- Work to be completed: Beneath this instruction is a block of data; output from it exactly the lines that run from the one containing "to open database" through the one containing "and serialized as", inclusive.

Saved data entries
//! Persistence layer.
//!
//! One module per entity, raw SQL over a shared [`SqlitePool`]. Every
//! project-scoped query carries the owning-project filter in SQL, so a
//! row outside the caller's scope is indistinguishable from an absent
//! one. Cascade deletes are explicit statements inside transactions.

use chrono::NaiveDate;
use rust_decimal::Decimal;
use sqlx::SqlitePool;
use sqlx::sqlite::SqlitePoolOptions;

use crate::error::{Error, Result};

pub mod accounts;
pub mod budget;
pub mod deliverables;
pub mod members;
pub mod projects;
pub mod schema;
pub mod tasks;
pub mod work_packages;

/// Opens a pool for the given SQLite URL and bootstraps the schema.
///
/// In-memory databases are pinned to a single connection that never
/// expires; each SQLite `:memory:` connection is its own database, so a
/// second pool connection (or a recycled one) would see empty tables.
///
/// # Examples
///
/// ```
/// # tokio_test::block_on(async {
/// let pool = planboard::store::connect("sqlite::memory:").await.unwrap();
/// let members = planboard::store::members::list(&pool).await.unwrap();
/// assert!(members.is_empty());
/// # });
/// ```
pub async fn connect(url: &str) -> Result<SqlitePool> {
	let mut options = SqlitePoolOptions::new();
	if url.contains(":memory:") {
		options = options
			.max_connections(1)
			.idle_timeout(None)
			.max_lifetime(None);
	}
	let pool = options
		.connect(url)
		.await
		.map_err(|e| Error::Internal(format!("Failed to open database {}: {}", url, e)))?;
	schema::create_all(&pool).await?;
	Ok(pool)
}

/// Converts a unique-constraint violation into a [`Error::Conflict`]
/// with the given message; other database errors pass through.
pub(crate) fn map_unique(err: sqlx::Error, message: &str) -> Error {
	if let Some(db_err) = err.as_database_error()
		&& db_err.is_unique_violation()
	{
		return Error::Conflict(message.to_string());
	}
	Error::Database(err)
}

/// Parses a TEXT column holding a decimal written by this store.
pub(crate) fn parse_decimal(raw: &str) -> Result<Decimal> {
	raw.parse::<Decimal>()
		.map_err(|e| Error::Internal(format!("Invalid stored decimal '{}': {}", raw, e)))
}

/// Parses a TEXT column holding an ISO 8601 date written by this store.
pub(crate) fn parse_date(raw: &str) -> Result<NaiveDate> {
	raw.parse::<NaiveDate>()
		.map_err(|e| Error::Internal(format!("Invalid stored date '{}': {}", raw, e)))
}

/// Rounds to 2 decimal places and pins the scale, so `250` is stored
/// and serialized as `250.00`.
pub(crate) fn round_money(value: Decimal) -> Decimal {
	let mut rounded = value.round_dp(2);
	rounded.rescale(2);
	rounded
}

/// `?, ?, ...` fragment for a dynamic `IN` clause.
pub(crate) fn placeholders(count: usize) -> String {
	vec!["?"; count].join(", ")
}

- Reply to the task:
		.map_err(|e| Error::Internal(format!("Failed to open database {}: {}", url, e)))?;
	schema::create_all(&pool).await?;
	Ok(pool)
}

/// Converts a unique-constraint violation into a [`Error::Conflict`]
/// with the given message; other database errors pass through.
pub(crate) fn map_unique(err: sqlx::Error, message: &str) -> Error {
	if let Some(db_err) = err.as_database_error()
		&& db_err.is_unique_violation()
	{
		return Error::Conflict(message.to_string());
	}
	Error::Database(err)
}

/// Parses a TEXT column holding a decimal written by this store.
pub(crate) fn parse_decimal(raw: &str) -> Result<Decimal> {
	raw.parse::<Decimal>()
		.map_err(|e| Error::Internal(format!("Invalid stored decimal '{}': {}", raw, e)))
}

/// Parses a TEXT column holding an ISO 8601 date written by this store.
pub(crate) fn parse_date(raw: &str) -> Result<NaiveDate> {
	raw.parse::<NaiveDate>()
		.map_err(|e| Error::Internal(format!("Invalid stored date '{}': {}", raw, e)))
}

/// Rounds to 2 decimal places and pins the scale, so `250` is stored
/// and serialized as `250.00`.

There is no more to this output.